Music: Can Listening To It Make You More Productive?

The question whether listening to music makes you productive, as simple as it sounds, is still hugely contested. Many are sceptical, preferring silence to beats, but here’s thing: there are many surprising benefits to listening to music that- even if you’re a silence ‘purist’- may be worth revisiting. In our busy offices and busy lives perhaps music can even help, rather than hinder, our productivity?

Here’s an infographic that our friends over at ZingInstruments.com shared about 12 ways music makes you more productive at work.
1. Instant Mood Lifter
A great piece of music is an instant mood lifter. Plenty of scientific evidence backs this up – we’re happier bunnies when listening to music.

2. Makes Repetitive Tasks More Enjoyable
Oh, the drudgery of repetitive tasks! Music shakes a stick at those dull ‘copy paste’ tasks and makes them even fun!

3. Gets You Into A ‘Flow State’
A flow state is when you lose yourself in the task at hand. Guess what…music, especially the right type of music, helps us get into that state.

4. Speeds Up Your Work
With music oozing through you and all those endorphins firing, you turn into something like the the Bradley Cooper character from the movie Limitless (without the magic pills).

5. Reduces Distractions
Distractions are the bane of the workplace. Music puts us on a ‘focus groove’ that makes us hell-bent on getting the job done.

6. Drowns Out Colleagues!
We all love our colleagues (right?!). But like family, even our beloved workmates (and their chit-chat) need to be channelled out when there’s stuff that needs doing.

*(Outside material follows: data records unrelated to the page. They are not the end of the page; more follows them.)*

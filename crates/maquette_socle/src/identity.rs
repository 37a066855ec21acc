//! Identity tokens for live component instances.
//!
//! An identity names one mounted instance for its whole mounted lifetime.
//! Registry entries, store subscriptions and surface event bindings are all
//! keyed by it, so revoking an instance is a matter of dropping everything
//! filed under its identity.

use std::fmt;
use std::fmt::Write as _;
use std::time::{SystemTime, UNIX_EPOCH};

use compact_str::CompactString;
use uuid::Uuid;

use crate::hash;

/// Opaque token naming one mounted instance.
#[derive(Clone, PartialEq, Eq, Hash, Debug)]
pub struct Identity(CompactString);

impl Identity {
    /// Wrap an externally produced token. Mostly useful in tests and for
    /// collaborators that key their own state by identity.
    pub fn from_raw(raw: impl Into<CompactString>) -> Self {
        Identity(raw.into())
    }

    pub fn as_str(&self) -> &str {
        &self.0
    }
}

impl fmt::Display for Identity {
    fn fmt(&self, f: &mut fmt::Formatter<'_>) -> fmt::Result {
        f.write_str(&self.0)
    }
}

impl AsRef<str> for Identity {
    fn as_ref(&self) -> &str {
        &self.0
    }
}

/// How fresh identities are minted.
#[derive(Clone, Copy, Debug, Default, PartialEq, Eq)]
pub enum IdentityStrategy {
    /// Random 32-hex token. Practically collision-free, so every mount gets
    /// a distinct registry entry.
    #[default]
    Random,
    /// 16-hex digest of the instance kind, its first canonical snapshot and
    /// a millisecond stamp. Two instances of the same kind created with
    /// identical props within one millisecond digest to the same identity
    /// and therefore land on the same registry entry.
    Digest,
}

/// Mints identities according to the configured strategy.
#[derive(Clone, Copy, Debug, Default)]
pub struct IdentityMint {
    strategy: IdentityStrategy,
}

impl IdentityMint {
    pub fn new(strategy: IdentityStrategy) -> Self {
        IdentityMint { strategy }
    }

    pub fn strategy(&self) -> IdentityStrategy {
        self.strategy
    }

    /// Mint an identity for an instance of `kind` whose canonical snapshot
    /// is `snapshot`.
    pub fn issue(&self, kind: &str, snapshot: &str) -> Identity {
        match self.strategy {
            IdentityStrategy::Random => Identity(Uuid::new_v4().simple().to_string().into()),
            IdentityStrategy::Digest => self.issue_stamped(kind, snapshot, now_millis()),
        }
    }

    /// Digest-mint with an explicit stamp. Deterministic, regardless of the
    /// configured strategy.
    pub fn issue_stamped(&self, kind: &str, snapshot: &str, stamp: u64) -> Identity {
        let mut buf = String::with_capacity(kind.len() + snapshot.len() + 20);
        buf.push_str(kind);
        buf.push_str(snapshot);
        let _ = write!(buf, "{stamp}");
        Identity(hash::content_hash(&buf))
    }
}

fn now_millis() -> u64 {
    SystemTime::now()
        .duration_since(UNIX_EPOCH)
        .map(|elapsed| elapsed.as_millis() as u64)
        .unwrap_or(0)
}

#[cfg(test)]
mod tests {
    use super::*;

    #[test]
    fn test_random_identities_are_distinct() {
        let mint = IdentityMint::new(IdentityStrategy::Random);
        let a = mint.issue("Widget", "{}");
        let b = mint.issue("Widget", "{}");
        assert_ne!(a, b);
        assert_eq!(a.as_str().len(), 32);
    }

    #[test]
    fn test_stamped_digest_is_deterministic() {
        let mint = IdentityMint::new(IdentityStrategy::Digest);
        let a = mint.issue_stamped("Widget", r#"{"n":1}"#, 1_700_000_000_000);
        let b = mint.issue_stamped("Widget", r#"{"n":1}"#, 1_700_000_000_000);
        assert_eq!(a, b);
        assert_eq!(a.as_str().len(), 16);
    }

    #[test]
    fn test_stamp_and_snapshot_change_the_digest() {
        let mint = IdentityMint::new(IdentityStrategy::Digest);
        let base = mint.issue_stamped("Widget", r#"{"n":1}"#, 1);
        assert_ne!(base, mint.issue_stamped("Widget", r#"{"n":2}"#, 1));
        assert_ne!(base, mint.issue_stamped("Widget", r#"{"n":1}"#, 2));
        assert_ne!(base, mint.issue_stamped("Gadget", r#"{"n":1}"#, 1));
    }
}
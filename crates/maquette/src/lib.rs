//! # Maquette
//!
//! Reactive string-template component runtime written in Rust.
//!
//! This crate re-exports all Maquette sub-crates for unified documentation.
//!
//! ## Crates
//!
//! - [`socle`] - Shared foundation: prop values, snapshots, identities
//! - [`gabarit`] - String template parsing and token substitution
//! - [`reserve`] - Keyed stores with scoped persistence and fan-out
//! - [`toile`] - Presentation surface contract and headless surface
//! - [`scene`] - Component lifecycle runtime

/// Shared foundation: prop values, snapshots, identities.
pub use maquette_socle as socle;

/// String template parsing and token substitution.
pub use maquette_gabarit as gabarit;

/// Keyed stores with scoped persistence and fan-out.
pub use maquette_reserve as reserve;

/// Presentation surface contract and headless surface.
pub use maquette_toile as toile;

/// Component lifecycle runtime.
pub use maquette_scene as scene;
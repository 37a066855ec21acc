//! Identity and change-detection registry.
//!
//! The registry files every live instance under its identity: the canonical
//! snapshot change detection compares against, the markup of its last
//! render, the ordered identities of its children, and the parked
//! [`Instance`] itself while no render or hook is borrowing it. The child
//! lists make teardown and orphan collection a direct index walk instead of
//! a scan over every entry.

use compact_str::CompactString;
use maquette_reserve::StoreHub;
use maquette_socle::{Identity, IdentityMint, IdentityStrategy};
use maquette_toile::{ContainerId, Surface};
use rustc_hash::FxHashMap;
use smallvec::SmallVec;

use crate::instance::{Instance, Phase};
use crate::snapshot::instance_snapshot;

/// Registry record of one live instance.
pub struct Entry {
    kind: CompactString,
    parent: Option<Identity>,
    slot_index: usize,
    snapshot: String,
    rendered: String,
    /// Child identities in registration order.
    children: SmallVec<[Identity; 4]>,
    container: Option<ContainerId>,
    /// The instance itself, parked between renders and hook runs.
    instance: Option<Instance>,
}

impl Entry {
    pub fn kind(&self) -> &str {
        &self.kind
    }

    pub fn parent(&self) -> Option<&Identity> {
        self.parent.as_ref()
    }

    pub fn slot_index(&self) -> usize {
        self.slot_index
    }

    /// Canonical snapshot of the last registered state.
    pub fn snapshot(&self) -> &str {
        &self.snapshot
    }

    /// Markup of the last full render.
    pub fn rendered(&self) -> &str {
        &self.rendered
    }

    pub fn children(&self) -> &[Identity] {
        &self.children
    }

    pub fn container(&self) -> Option<ContainerId> {
        self.container
    }

    /// False while the instance is out on loan to a render or hook.
    pub fn is_parked(&self) -> bool {
        self.instance.is_some()
    }
}

/// All live instances of one stage.
pub struct Registry {
    entries: FxHashMap<Identity, Entry>,
    mint: IdentityMint,
}
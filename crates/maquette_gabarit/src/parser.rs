//! Four-pass token substitution.
//!
//! Parsing walks the template four times, each pass re-scanning the text
//! the previous pass produced: function bindings first, then scalar
//! bindings, then child declarations (which become slot markers), and
//! finally a sweep that deletes every token still standing. A substitution
//! can therefore introduce tokens for *later* passes but never re-trigger
//! an earlier one, and the output is guaranteed to contain no `${...}`
//! token at all.
//!
//! Within one pass a binding is resolved once per unique name and the
//! result is spliced into every occurrence of its token.

use compact_str::CompactString;
use maquette_socle::slot_marker;
use rustc_hash::FxHashSet;

use crate::error::ParseError;
use crate::scanner::scan;

/// How the binding source classifies one token name.
#[derive(Debug, Clone, Copy, PartialEq, Eq)]
pub enum TokenClass {
    /// Bound to a callable whose returned text is spliced in.
    Function,
    /// Bound to a displayable value.
    Scalar,
    /// Bound to a child declaration; replaced by a slot marker.
    ChildSlot,
    /// Not bound at all; deleted by the final pass.
    Missing,
    /// Bound to a bare object that is neither displayable nor a child.
    Malformed,
}

/// Binding source a template is parsed against.
///
/// The parser never inspects props itself; the runtime adapts its prop bag
/// to this trait the same way it would adapt any other binding source.
pub trait Bindings {
    /// Class of the given token name.
    fn classify(&self, name: &str) -> TokenClass;

    /// Invoke a `Function` binding. `None` reads as empty text.
    fn invoke(&mut self, name: &str) -> Option<CompactString>;

    /// Display text of a `Scalar` binding.
    fn scalar(&self, name: &str) -> CompactString;
}

/// Result of a successful parse.
#[derive(Debug, Clone, PartialEq, Eq, Default)]
pub struct ParsedTemplate {
    /// Markup with every token substituted or removed.
    pub markup: String,
    /// Slot names whose tokens became markers, in first-occurrence order,
    /// without duplicates.
    pub used_slots: Vec<CompactString>,
}

/// Substitute every token of `template` against `bindings`.
pub fn parse<B: Bindings>(template: &str, bindings: &mut B) -> Result<ParsedTemplate, ParseError> {
    let mut markup = template.to_string();

    // Pass 1: function bindings. Returned text may introduce tokens for
    // the passes below.
    for name in unique_names(&markup) {
        if bindings.classify(&name) == TokenClass::Function {
            let text = bindings.invoke(&name).unwrap_or_default();
            replace_token(&mut markup, &name, &text);
        }
    }

    // Pass 2: scalar bindings. A bare object here is unusable and aborts
    // the parse.
    for name in unique_names(&markup) {
        match bindings.classify(&name) {
            TokenClass::Scalar => {
                let text = bindings.scalar(&name);
                replace_token(&mut markup, &name, &text);
            }
            TokenClass::Malformed => {
                return Err(ParseError::MalformedChildDeclaration { name });
            }
            _ => {}
        }
    }

    // Pass 3: child declarations become slot markers for the surface to
    // turn into anchors.
    let mut used_slots = Vec::new();
    for name in unique_names(&markup) {
        if bindings.classify(&name) == TokenClass::ChildSlot {
            replace_token(&mut markup, &name, &slot_marker(&name));
            used_slots.push(name);
        }
    }

    // Pass 4: delete whatever token text still remains, unbound names and
    // tokens smuggled in by earlier substitutions alike.
    strip_tokens(&mut markup);

    Ok(ParsedTemplate { markup, used_slots })
}

/// Token names in first-occurrence order, without duplicates.
fn unique_names(markup: &str) -> Vec<CompactString> {
    let mut seen = FxHashSet::default();
    let mut names = Vec::new();
    for token in scan(markup) {
        let name = CompactString::from(token.name);
        if seen.insert(name.clone()) {
            names.push(name);
        }
    }
    names
}

/// Splice `replacement` into every occurrence of the token for `name`.
fn replace_token(markup: &mut String, name: &str, replacement: &str) {
    let token = format!("${{{name}}}");
    *markup = markup.replace(&token, replacement);
}

/// Remove every remaining token, keeping surrounding text intact.
fn strip_tokens(markup: &mut String) {
    let mut out = String::with_capacity(markup.len());
    let mut tail = 0;
    for token in scan(markup) {
        out.push_str(&markup[tail..token.start]);
        tail = token.end;
    }
    if tail == 0 {
        return;
    }
    out.push_str(&markup[tail..]);
    *markup = out;
}

#[cfg(test)]
mod tests {
    use std::cell::RefCell;

    use rustc_hash::FxHashMap;

    use super::*;

    /// Binding double backed by a plain map, logging function invocations.
    #[derive(Default)]
    struct FakeBindings {
        entries: FxHashMap<CompactString, FakeBinding>,
        invoked: RefCell<Vec<CompactString>>,
    }

    enum FakeBinding {
        Func(Option<CompactString>),
        Scalar(CompactString),
        Child,
        Object,
    }

    impl FakeBindings {
        fn func(mut self, name: &str, text: Option<&str>) -> Self {
            self.entries.insert(name.into(), FakeBinding::Func(text.map(Into::into)));
            self
        }

        fn scalar(mut self, name: &str, text: &str) -> Self {
            self.entries.insert(name.into(), FakeBinding::Scalar(text.into()));
            self
        }

        fn child(mut self, name: &str) -> Self {
            self.entries.insert(name.into(), FakeBinding::Child);
            self
        }

        fn object(mut self, name: &str) -> Self {
            self.entries.insert(name.into(), FakeBinding::Object);
            self
        }
    }

    impl Bindings for FakeBindings {
        fn classify(&self, name: &str) -> TokenClass {
            match self.entries.get(name) {
                Some(FakeBinding::Func(_)) => TokenClass::Function,
                Some(FakeBinding::Scalar(_)) => TokenClass::Scalar,
                Some(FakeBinding::Child) => TokenClass::ChildSlot,
                Some(FakeBinding::Object) => TokenClass::Malformed,
                None => TokenClass::Missing,
            }
        }

        fn invoke(&mut self, name: &str) -> Option<CompactString> {
            self.invoked.borrow_mut().push(name.into());
            match self.entries.get(name) {
                Some(FakeBinding::Func(text)) => text.clone(),
                _ => None,
            }
        }

        fn scalar(&self, name: &str) -> CompactString {
            match self.entries.get(name) {
                Some(FakeBinding::Scalar(text)) => text.clone(),
                _ => CompactString::default(),
            }
        }
    }

    #[test]
    fn test_scalar_substitution_hits_every_occurrence() {
        let mut bindings = FakeBindings::default().scalar("name", "Ada");
        let parsed = parse("<p>${name} and ${name}</p>", &mut bindings).unwrap();
        assert_eq!(parsed.markup, "<p>Ada and Ada</p>");
    }

    #[test]
    fn test_function_runs_before_scalars() {
        let mut bindings = FakeBindings::default()
            .func("greet", Some("Hello ${name}"))
            .scalar("name", "Ada");
        let parsed = parse("<p>${greet}</p>", &mut bindings).unwrap();
        assert_eq!(parsed.markup, "<p>Hello Ada</p>");
    }

    #[test]
    fn test_function_invoked_once_per_unique_name() {
        let mut bindings = FakeBindings::default().func("stamp", Some("x"));
        let parsed = parse("${stamp}${stamp}${stamp}", &mut bindings).unwrap();
        assert_eq!(parsed.markup, "xxx");
        assert_eq!(bindings.invoked.borrow().len(), 1);
    }

    #[test]
    fn test_function_cannot_reintroduce_a_function_token() {
        // The text returned for `loop` contains its own token; the function
        // pass does not run again, so the final sweep deletes it.
        let mut bindings = FakeBindings::default().func("loop", Some("[${loop}]"));
        let parsed = parse("${loop}", &mut bindings).unwrap();
        assert_eq!(parsed.markup, "[]");
        assert_eq!(bindings.invoked.borrow().len(), 1);
    }

    #[test]
    fn test_function_returning_none_reads_as_empty() {
        let mut bindings = FakeBindings::default().func("silent", None);
        let parsed = parse("a${silent}b", &mut bindings).unwrap();
        assert_eq!(parsed.markup, "ab");
    }

    #[test]
    fn test_child_tokens_become_markers_in_order() {
        let mut bindings = FakeBindings::default().child("header").child("footer");
        let parsed = parse("${header}<hr>${footer}${header}", &mut bindings).unwrap();
        assert_eq!(parsed.markup, "[[#header]]<hr>[[#footer]][[#header]]");
        assert_eq!(parsed.used_slots, vec!["header", "footer"]);
    }

    #[test]
    fn test_unbound_tokens_are_deleted() {
        let mut bindings = FakeBindings::default().scalar("known", "yes");
        let parsed = parse("${known} ${unknown} ${}", &mut bindings).unwrap();
        assert_eq!(parsed.markup, "yes  ");
    }

    #[test]
    fn test_no_token_survives_parsing() {
        let mut bindings = FakeBindings::default()
            .func("f", Some("${ghost}"))
            .scalar("s", "${phantom}");
        let parsed = parse("${f}${s}${missing}", &mut bindings).unwrap();
        assert!(!parsed.markup.contains("${"));
    }

    #[test]
    fn test_unterminated_token_is_literal() {
        let mut bindings = FakeBindings::default().scalar("name", "Ada");
        let parsed = parse("${name} sees ${broken", &mut bindings).unwrap();
        assert_eq!(parsed.markup, "Ada sees ${broken");
    }

    #[test]
    fn test_bare_object_prop_aborts() {
        let mut bindings = FakeBindings::default().object("config");
        let err = parse("<p>${config}</p>", &mut bindings).unwrap_err();
        assert_eq!(err, ParseError::MalformedChildDeclaration { name: "config".into() });
    }

    #[test]
    fn test_functions_already_ran_when_parse_aborts() {
        let mut bindings = FakeBindings::default().func("effect", Some("x")).object("bad");
        let result = parse("${effect}${bad}", &mut bindings);
        assert!(result.is_err());
        assert_eq!(bindings.invoked.borrow().len(), 1);
    }

    #[test]
    fn test_template_without_tokens_is_untouched() {
        let mut bindings = FakeBindings::default();
        let parsed = parse("<div>plain $5 text</div>", &mut bindings).unwrap();
        assert_eq!(parsed.markup, "<div>plain $5 text</div>");
        assert!(parsed.used_slots.is_empty());
    }
}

7. Provides Company In A Quiet Office
Not all workplaces are noisy places. Far from it. A workplace that’s too quiet can be just as big a  productivity suck. Music gives you a little oasis of the company so you don’t go all lonely (just don’t go singing out loud).

8. Brings Out Your Creative Side
We are not cogs in a giant machine, we’re people. And people are inherently creative (they just may not know it). Music is a creativity personified, and listening to it rubs off on you too.

9. Makes You Wanna Move
The ‘office chair slump’ is a symptom of spending too long staring at your screen. With some Papa’s Got a Brand New Bag pumping into your eardrums it would be humanly impossible not to have a little wiggle in your chair.

10. Adds A Virtual ‘Do Not Disturb’ Sign
The office equivalent of the ‘do not disturb’ sign, the headphones on head pose (the bigger the headphones the better) says loud and clear ‘I’m busy doing deep work, don’t pester me’. Throw those pesky ear plug in the bin and get some cans.

11. Makes You More Sociable
Come again, more sociable listening to music? Yup. You may be locked away behind a set of head cans while you’re doing your work, but when you take off those muffs you’re almost brimming with a conversation you want to unleash.

12. Stops The Clock Watching
Too much clock watching is a dangerous thing. Music helps you find that flow state and before you know it, you’re immersed in the task and the day is over.

 

However, other studies suggest the type of music you listen to can have a large effect on your work. Classical music has been proven to be soothing, and it’s predictability means it won’t be distracting. More erratic music, such as rock or punk or even jazz can throw your focus since you want to listen to it and it’s unpredictable. Personality can also be a factor, depending on your natural ability to concentrate. Or perhaps you just don’t like music. The truth is, the science is still out, so if you think it might work for you, you might as well give music a chance.